Even sex was scrutinized for political correctness. Lesbian-feminists pointed out that men ruined heterosexual sex by objectifying women and being goal-oriented. As one writer complained in a 1975 essay, “Nobody Needs to Get Fucked,” she, like most lesbians-feminists, had learned her sexuality from “The Man” and thus thought in terms of couples and of orgasms as the main goal of sex. But lesbian-feminists had to unlearn such values, she proclaimed, and construct their own way of loving that would be different:

Lesbianism is, among other things, touching other women—through dancing, playing soccer, hugging, holding hands, kissing…. [Lesbians need to] free the libido from the tyranny of orgasm-seeking. Sometimes hugging is nicer.
If we are to learn our own sexual natures we have to get rid of the male-model of penetration and orgasm as the culmination of love-making.
Holding hands is love-making.
Touching lips is love-making.
Rubbing breasts is love-making.
Locking souls with women by looking deep in their eyes is love-making.

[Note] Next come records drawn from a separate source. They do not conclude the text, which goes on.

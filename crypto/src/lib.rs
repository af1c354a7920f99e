//! FXQL Content Hashing
//!
//! Hashes request bodies for idempotency records and audit events.

pub mod hash;

pub use hash::{content_hash, sha256, sha256_hex};

/// Errors from hashing operations.
#[derive(Debug, thiserror::Error)]
pub enum CryptoError {
    #[error("Serialization failed: {0}")]
    Serialization(#[from] serde_json::Error),
}

pub type Result<T> = std::result::Result<T, CryptoError>;
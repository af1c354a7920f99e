//! FXQL Statement Engine
//!
//! Parses FXQL text into candidate statements and checks them against a
//! configurable rule set.
//!
//! # Example
//!
//! ```rust,ignore
//! use fxql_statement::{StatementEngine, ValidationRuleSet};
//!
//! let engine = StatementEngine::new(ValidationRuleSet::default());
//! let entries = engine.process("USD-GBP { BUY 0.85 SELL 0.90 CAP 10000 }")?;
//! assert_eq!(entries[0].pair(), "USD-GBP");
//! ```

pub mod currencies;
pub mod engine;
pub mod error;
pub mod parser;
pub mod rules;
pub mod validator;

pub use currencies::{CONSERVATIVE_CURRENCY_CODES, DEFAULT_CURRENCY_CODES};
pub use engine::StatementEngine;
pub use error::{RuleSetError, RuleSetResult};
pub use parser::{parse, Statement};
pub use rules::ValidationRuleSet;
pub use validator::Validator;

Mutual sensuality became more politically correct than genital sexuality, which might too easily imitate the exploitative aspects of heterosexual sex.
27
For some lesbian-feminists, love between women was not very different, despite the space of a hundred years and at least two “sexual revolutions,” from that of their “romantic friend” predecessors.

Because butches seemed to imitate men, they and their sexuality were considered politically incorrect. Lesbian-feminists protested that the butch image was created by males so that “the female homosexual was groomed to appear as a burlesque of licentious, slightly cretinous, ersatz men” and that some lesbians had accepted that image because they had been saturated with it and believed it was the only way to feel authentic. But lesbian-feminism would rectify that delusion. Both partners in a sexual relationship would take turns being soft and strong, since both qualities were female. There were to be no more “‘male-female’ shit-games. It’s all feminine because we are,” they insisted.
28

Lesbian-feminists were sometimes revolted at signs of what they regarded as excessive sexuality among a few lesbians, and they took a moralistic, Carrie Nation-like stance. When
Albatross,
a lesbian satire magazine, dared to print some explicitly sexual words, the lesbian-feminist editor of another publication wrote
Albatross
an outraged letter canceling their exchange subscription agreement:

Terms such as “cunt” and “pussy” degrade and devalue women’s sexuality; I can’t imagine why use them. Likewise, phrases such as “love at first lick” are not only repulsive aesthetically but also carry an implication that lesbian sexuality is psychiatric, rather than the warm, close, emotional, spiritual expression we know it to be.
29

They would tolerate nothing that resembled the raw sexuality of male eroticism.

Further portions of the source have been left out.